O encontro ocorreu no Pânico, da Jovem Pan, e não durou muito. Em pouco mais de quatro minutos de programa, Nunes deu um soco em Glenn.

O episódio não é bom para o jornalismo e reflete um ambiente radicalizado. É incomum ver um colega de profissão partindo para as vias de fato.

Ilustração mostrando boxeador com uma terceira luva no lugar da cabeça
Carvall

Num cenário político conflagrado, alguns profissionais e veículos de comunicação abusam do insulto em nome de assumir um lado no enfrentamento— o que acaba por corroer a atuação jornalística.

É preciso cuidado para falar de polarização nesse caso. É verdade que ambos deixam claras suas posições: Glenn é progressista, de esquerda, e Nunes está à direita, no lado conservador do espectro político.

Embora o pano de fundo seja esse, ninguém no programa discutia temas como o uso de material de origem ilegal para produzir reportagens—o The Intercept, junto com veículos como a Folha, tem publicado uma série de reportagens com base em conversas vazadas entre procuradores da Lava Jato e o então juiz Sergio Moro.
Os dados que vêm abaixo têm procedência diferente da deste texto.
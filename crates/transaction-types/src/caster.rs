//! Numeric casters and the numeric field table.

use crate::error::{Result, TransactionTypesError};
use crate::payload::FieldValue;
use crate::transform::AbsentReason;
use std::collections::HashMap;
use std::fmt;
use std::str::FromStr;

/// Parser applied to a numeric column.
#[derive(Debug, Clone, Copy, PartialEq, Eq, Hash)]
pub enum Caster {
    /// 64-bit floating point. Non-finite results are rejected.
    Float,
    /// 64-bit signed integer in plain decimal notation. Digit separators
    /// such as `1_000` are not accepted.
    Integer,
}

impl Caster {
    /// Cast an already trimmed, non-empty value.
    ///
    /// Returns `None` when the text is not a valid representation of the
    /// caster's type.
    pub fn cast(self, trimmed: &str) -> Option<FieldValue> {
        match self {
            Caster::Float => trimmed
                .parse::<f64>()
                .ok()
                .filter(|f| f.is_finite())
                .map(FieldValue::Float),
            Caster::Integer => trimmed.parse::<i64>().ok().map(FieldValue::Integer),
        }
    }
}

impl fmt::Display for Caster {
    fn fmt(&self, f: &mut fmt::Formatter<'_>) -> fmt::Result {
        match self {
            Caster::Float => write!(f, "float"),
            Caster::Integer => write!(f, "integer"),
        }
    }
}

impl FromStr for Caster {
    type Err = TransactionTypesError;

    fn from_str(s: &str) -> Result<Self> {
        match s.trim().to_ascii_lowercase().as_str() {
            "float" | "f64" => Ok(Caster::Float),
            "int" | "integer" | "i64" => Ok(Caster::Integer),
            other => Err(TransactionTypesError::UnknownCaster(other.to_string())),
        }
    }
}

/// Coerce a raw CSV value through `caster`, reporting why it became absent.
pub(crate) fn coerce(
    raw: Option<&str>,
    caster: Caster,
) -> std::result::Result<FieldValue, AbsentReason> {
    let raw = raw.ok_or(AbsentReason::Missing)?;
    let trimmed = raw.trim();
    if trimmed.is_empty() {
        return Err(AbsentReason::Blank);
    }
    caster.cast(trimmed).ok_or(AbsentReason::Unparsable)
}

/// Convert a CSV field to the caster's numeric type when possible.
///
/// Missing, blank and unparsable input all map to [`FieldValue::Absent`].
pub fn parse_value(raw: Option<&str>, caster: Caster) -> FieldValue {
    coerce(raw, caster).unwrap_or(FieldValue::Absent)
}

/// Table mapping field names to the caster used for that column.
///
/// Columns not present in the table are treated as text.
#[derive(Debug, Clone, PartialEq, Eq, Default)]
pub struct NumericFieldSpec {
    casters: HashMap<String, Caster>,
}

impl NumericFieldSpec {
    /// Create an empty table (every column is text).
    pub fn new() -> Self {
        Self::default()
    }

    /// The numeric columns of the transactions dataset.
    pub fn transactions() -> Self {
        Self::new()
            .with_field("amount", Caster::Float)
            .with_field("lat", Caster::Float)
            .with_field("lon", Caster::Float)
            .with_field("merchant_lat", Caster::Float)
            .with_field("merchant_lon", Caster::Float)
            .with_field("population_city", Caster::Integer)
            .with_field("target", Caster::Integer)
    }

    /// Add or replace the caster for a field.
    pub fn with_field(mut self, name: impl Into<String>, caster: Caster) -> Self {
        self.casters.insert(name.into(), caster);
        self
    }

    /// Parse a `NAME=CASTER` definition, e.g. `"fee=float"`.
    pub fn parse_definition(definition: &str) -> Result<(String, Caster)> {
        let (name, caster) = definition
            .split_once('=')
            .ok_or_else(|| TransactionTypesError::InvalidFieldDefinition(definition.to_string()))?;
        let name = name.trim();
        if name.is_empty() {
            return Err(TransactionTypesError::InvalidFieldDefinition(
                definition.to_string(),
            ));
        }
        Ok((name.to_string(), caster.parse()?))
    }

    /// Caster registered for `field`, if it is numeric.
    pub fn caster_for(&self, field: &str) -> Option<Caster> {
        self.casters.get(field).copied()
    }

    pub fn len(&self) -> usize {
        self.casters.len()
    }

    pub fn is_empty(&self) -> bool {
        self.casters.is_empty()
    }
}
Nunes recusa o valor jornalístico do material produzido a partir das conversas vazadas, mas, no lugar de discutir a questão, tem preferido apelar para ofensas pessoais.

"O Glenn Greenwald passa o dia tendo chiliques no Twitter ou trabalhando como receptador de mensagens roubadas. Esse David [Miranda, marido de Glenn e deputado pelo PSOL] fica em Brasília ou lidando com rachadinhas, essa é a suspeita aí. Quem é que cuida das crianças que eles adotaram? Isso aí o juizado de menores deveria investigar", disse Nunes, em agosto, em seu programa na própria Jovem Pan.
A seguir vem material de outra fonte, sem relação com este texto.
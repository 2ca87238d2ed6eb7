//! Transaction record conversion for txn-loader.
//!
//! This crate turns raw CSV rows into the JSON payloads published to Kafka.
//! A fixed table of numeric fields decides which columns are parsed as
//! numbers; every other column passes through as a trimmed string.
//!
//! # Architecture
//!
//! ```text
//! Row (column → raw string) ──transform_row(spec)──▶ Payload (column → FieldValue) ──▶ JSON bytes
//! ```
//!
//! # Modules
//!
//! - [`caster`] - Numeric casters and the numeric field table
//! - [`payload`] - Typed field values and the JSON payload
//! - [`transform`] - Row → Payload conversion and coercion statistics
//! - [`error`] - Error types for this crate
//!
//! # Example
//!
//! ```
//! use transaction_types::{transform_row, FieldValue, NumericFieldSpec, Row};
//!
//! let mut row = Row::new();
//! row.push("amount", Some(" 12.50 "));
//! row.push("merchant", Some("ShopA"));
//!
//! let payload = transform_row(&row, &NumericFieldSpec::transactions());
//! assert_eq!(payload.get("amount"), Some(&FieldValue::Float(12.5)));
//! assert_eq!(payload.get("merchant"), Some(&FieldValue::text("ShopA")));
//! ```

pub mod caster;
pub mod error;
pub mod payload;
pub mod transform;

pub use caster::{parse_value, Caster, NumericFieldSpec};
pub use error::{Result, TransactionTypesError};
pub use payload::{FieldValue, Payload};
pub use transform::{transform_row, transform_row_with_stats, AbsentReason, CoercionStats, Row};
//! CSV source reading rows keyed by the header line.

use anyhow::{Context, Result};
use std::fs::File;
use std::path::Path;
use tracing::debug;
use transaction_types::Row;

/// Streams records from a CSV file with a header row.
///
/// Records shorter than the header yield missing values; surplus values are
/// ignored. Blank lines are skipped.
pub struct CsvSource {
    reader: csv::Reader<File>,
    headers: Vec<String>,
}

impl CsvSource {
    pub fn open(path: &Path, delimiter: u8) -> Result<Self> {
        let mut reader = csv::ReaderBuilder::new()
            .has_headers(true)
            .delimiter(delimiter)
            .flexible(true)
            .from_path(path)
            .with_context(|| format!("Failed to open CSV file: {}", path.display()))?;

        let headers = reader
            .headers()
            .context("Failed to read CSV headers")?
            .iter()
            .map(|h| h.to_string())
            .collect::<Vec<String>>();

        debug!("Opened {} with columns: {}", path.display(), headers.join(", "));

        Ok(Self { reader, headers })
    }

    pub fn headers(&self) -> &[String] {
        &self.headers
    }

    /// Iterate over the remaining records.
    pub fn rows(&mut self) -> impl Iterator<Item = Result<Row>> + '_ {
        let headers = &self.headers;
        self.reader
            .records()
            .enumerate()
            .map(move |(index, record)| {
                let record = record
                    .with_context(|| format!("Failed to read CSV record {}", index + 1))?;
                let values: Vec<&str> = record.iter().collect();
                if values.len() > headers.len() {
                    debug!(
                        "CSV record {} has {} values for {} columns; ignoring the extra values",
                        index + 1,
                        values.len(),
                        headers.len()
                    );
                }
                Ok(Row::from_record(headers.as_slice(), values.as_slice()))
            })
    }
}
No encontro de quinta (7), Glenn diz que não havia sido informado de que Nunes estaria na bancada e, ao vê-lo, trouxe o episódio dos filhos à tona.

Nunes negou que disse o que disse e afirmou que o jornalista não tinha português suficiente para identificar "ironias ou um ataque bem-humorado" —subterfúgio típico de quem recorre a preconceitos.
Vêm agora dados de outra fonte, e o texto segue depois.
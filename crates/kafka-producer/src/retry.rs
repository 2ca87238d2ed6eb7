//! Bounded connection retry with an injectable sleep.

use crate::error::{PublisherError, Result};
use async_trait::async_trait;
use std::fmt;
use std::future::Future;
use std::time::Duration;

/// Default number of connection attempts
pub const DEFAULT_MAX_ATTEMPTS: u32 = 10;
/// Default wait between connection attempts
pub const DEFAULT_RETRY_WAIT: Duration = Duration::from_secs(3);

/// How many times to try connecting and how long to wait in between.
#[derive(Debug, Clone, Copy, PartialEq, Eq)]
pub struct RetryPolicy {
    pub max_attempts: u32,
    pub wait: Duration,
}

impl Default for RetryPolicy {
    fn default() -> Self {
        Self {
            max_attempts: DEFAULT_MAX_ATTEMPTS,
            wait: DEFAULT_RETRY_WAIT,
        }
    }
}

impl RetryPolicy {
    pub fn new(max_attempts: u32, wait: Duration) -> Self {
        Self { max_attempts, wait }
    }

    /// Build a policy from a wait expressed in (fractional) seconds.
    pub fn from_secs_f64(max_attempts: u32, wait_secs: f64) -> Result<Self> {
        let wait = Duration::try_from_secs_f64(wait_secs).map_err(|e| {
            PublisherError::InvalidConfig(format!("invalid retry wait {wait_secs}s: {e}"))
        })?;
        Ok(Self::new(max_attempts, wait))
    }
}

/// Source of delays between attempts.
#[async_trait]
pub trait Sleeper: Send + Sync {
    async fn sleep(&self, duration: Duration);
}

/// Sleeps on the tokio timer.
#[derive(Debug, Clone, Copy, Default)]
pub struct TokioSleeper;

#[async_trait]
impl Sleeper for TokioSleeper {
    async fn sleep(&self, duration: Duration) {
        tokio::time::sleep(duration).await;
    }
}

/// All attempts failed.
#[derive(Debug)]
pub struct RetryExhausted<E> {
    pub attempts: u32,
    /// `None` only when the policy allowed zero attempts.
    pub last_error: Option<E>,
}

impl<E: fmt::Display> fmt::Display for RetryExhausted<E> {
    fn fmt(&self, f: &mut fmt::Formatter<'_>) -> fmt::Result {
        match &self.last_error {
            Some(e) => write!(f, "gave up after {} attempts: {e}", self.attempts),
            None => write!(f, "no attempts were made"),
        }
    }
}

/// Run `attempt_fn` until it succeeds or `policy.max_attempts` is reached.
///
/// `attempt_fn` receives the 1-based attempt number. Between failed attempts
/// the routine sleeps `policy.wait`; there is no sleep after the final
/// failure. `target` names what is being connected to in log lines.
pub async fn retry_with_policy<T, E, F, Fut>(
    policy: &RetryPolicy,
    sleeper: &dyn Sleeper,
    target: &str,
    mut attempt_fn: F,
) -> std::result::Result<T, RetryExhausted<E>>
where
    F: FnMut(u32) -> Fut,
    Fut: Future<Output = std::result::Result<T, E>>,
    E: fmt::Display,
{
    let mut last_error = None;

    for attempt in 1..=policy.max_attempts {
        match attempt_fn(attempt).await {
            Ok(value) => {
                if attempt > 1 {
                    tracing::info!("Connected to {target} after {attempt} attempts");
                }
                return Ok(value);
            }
            Err(e) => {
                if attempt < policy.max_attempts {
                    tracing::warn!(
                        "broker {target} unavailable (attempt {attempt}/{}): {e}; retrying in {}s",
                        policy.max_attempts,
                        policy.wait.as_secs_f64()
                    );
                    last_error = Some(e);
                    sleeper.sleep(policy.wait).await;
                } else {
                    tracing::warn!(
                        "broker {target} unavailable (attempt {attempt}/{}): {e}",
                        policy.max_attempts
                    );
                    last_error = Some(e);
                }
            }
        }
    }

    Err(RetryExhausted {
        attempts: policy.max_attempts,
        last_error,
    })
}

#[cfg(test)]
mod tests {
    use super::*;
    use std::sync::Mutex;

    #[derive(Default)]
    struct RecordingSleeper {
        slept: Mutex<Vec<Duration>>,
    }

    impl RecordingSleeper {
        fn total(&self) -> Duration {
            self.slept.lock().unwrap().iter().sum()
        }

        fn count(&self) -> usize {
            self.slept.lock().unwrap().len()
        }
    }

    #[async_trait]
    impl Sleeper for RecordingSleeper {
        async fn sleep(&self, duration: Duration) {
            self.slept.lock().unwrap().push(duration);
        }
    }

    #[tokio::test]
    async fn test_succeeds_after_failures() {
        let policy = RetryPolicy::new(10, Duration::from_millis(1500));
        let sleeper = RecordingSleeper::default();
        let mut calls = 0;

        let result = retry_with_policy(&policy, &sleeper, "localhost:9092", |attempt| {
            calls += 1;
            async move {
                if attempt <= 3 {
                    Err("NoBrokersAvailable")
                } else {
                    Ok(attempt)
                }
            }
        })
        .await;

        assert_eq!(result.unwrap(), 4);
        assert_eq!(calls, 4);
        assert_eq!(sleeper.count(), 3);
        assert_eq!(sleeper.total(), Duration::from_millis(4500));
    }

    #[tokio::test]
    async fn test_first_attempt_success_does_not_sleep() {
        let policy = RetryPolicy::default();
        let sleeper = RecordingSleeper::default();

        let result: std::result::Result<&str, RetryExhausted<String>> =
            retry_with_policy(&policy, &sleeper, "broker", |_| async { Ok("connected") }).await;

        assert_eq!(result.unwrap(), "connected");
        assert_eq!(sleeper.count(), 0);
    }

    #[tokio::test]
    async fn test_gives_up_after_max_attempts() {
        let policy = RetryPolicy::new(5, Duration::from_secs(3));
        let sleeper = RecordingSleeper::default();
        let mut calls = 0;

        let result: std::result::Result<(), _> =
            retry_with_policy(&policy, &sleeper, "broker", |attempt| {
                calls += 1;
                async move { Err(format!("refused #{attempt}")) }
            })
            .await;

        let exhausted = result.unwrap_err();
        assert_eq!(calls, 5);
        assert_eq!(exhausted.attempts, 5);
        assert_eq!(exhausted.last_error.as_deref(), Some("refused #5"));
        assert_eq!(sleeper.count(), 4);
        assert_eq!(
            exhausted.to_string(),
            "gave up after 5 attempts: refused #5"
        );
    }

    #[tokio::test]
    async fn test_zero_attempts_fails_without_trying() {
        let policy = RetryPolicy::new(0, Duration::from_secs(1));
        let sleeper = RecordingSleeper::default();
        let mut calls = 0;

        let result: std::result::Result<(), RetryExhausted<String>> =
            retry_with_policy(&policy, &sleeper, "broker", |_| {
                calls += 1;
                async { Ok(()) }
            })
            .await;

        let exhausted = result.unwrap_err();
        assert_eq!(calls, 0);
        assert!(exhausted.last_error.is_none());
        assert_eq!(sleeper.count(), 0);
    }

    #[test]
    fn test_policy_from_secs() {
        let policy = RetryPolicy::from_secs_f64(3, 0.25).unwrap();
        assert_eq!(policy.wait, Duration::from_millis(250));
        assert!(RetryPolicy::from_secs_f64(3, -1.0).is_err());
        assert!(RetryPolicy::from_secs_f64(3, f64::NAN).is_err());
    }
}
Foi aí que Nunes foi chamado de covarde por seis vezes e reagiu de modo violento.

Glenn foi ao programa a convite da rádio e não poderia ter levado um soco de um profissional da casa.

Assim como outros especialistas, é esperado que o jornalista tenha preparo e aja dentro dos limites da educação e do bom senso. O entrevistado até pode perder a tranquilidade. O repórter não.

 

Glenn já chamou colegas de corruptos, o que não faz parte das boas práticas. Nunca chegou perto da agressão física. 

No caso da Jovem Pan, a rádio tem o direito de conduzir os seus programas da forma que achar conveniente, mas o estímulo ao bate-boca não faz dela a arena mais apropriada ao debate. Mas traz audiência.

Após o pugilato, Glenn perguntou ao apresentador se julgava o ato justificável.

"Lógico que não", disse Emílio Surita para, logo em seguida, justificar a situação: "Você chamou o cara de covarde e ele perdeu as estribeiras", disse. "Não vou deixar você sem o microfone falando: 'Ai eu fui na Jovem Pan, fui agredido'. Por cima de mim, não vem com essa história de mi-mi-mi".

Para completar, a Folha deu título impreciso ao imbróglio, ao dizer que jornalistas "trocaram socos em programa". Acertadamente, mudou para "Jornalista Augusto Nunes agride Glenn Greenwald, que revida". 

As redes sociais ferveram. Nunes disse lamentar o acontecido. A rádio pediu desculpas e disse que repudia esse tipo de comportamento.

É preocupante que os ânimos estejam tão exaltados a ponto de se perder a referência do que é jornalismo como um exercício profissional.

O episódio joga combustível no ódio disseminado, encorajando esse tipo de conduta.

É curioso que, antes do soco, Nunes tenha dito que a queixa de Glenn era a prova de que o país criara o "faroeste à brasileira". "Quem tem que se explicar é quem comete crimes".

Pelo que se viu, o bangue-bangue não partiu de Glenn e, pelo que se sabe, ele não cometeu crime algum.

Tentar desqualificar a família que construiu não é jornalismo e só alimenta a intolerância.

Melhor fez Tucker Carlson, âncora da conservadora rede de tevê americana Fox News.

Carlson já entrevistou Glenn, com quem tem fortes discordâncias. No fim de julho, porém, atento a ameaças de processo contra Glenn em razão da Vaza Jato, defendeu o trabalho do jornalista em nome da liberdade de imprensa.

"A política está polarizada nos Estados Unidos e, aparentemente, também no Brasil. Mas o meio apropriado de resolver isso é o debate", disse.

A fala diz muito sobre a falta de compreensão de parte da imprensa brasileira sobre o seu papel. E é mais atual do que nunca num tempo em que Bolsonaro é o presidente da República e o ex-presidente Lula acaba de ser solto.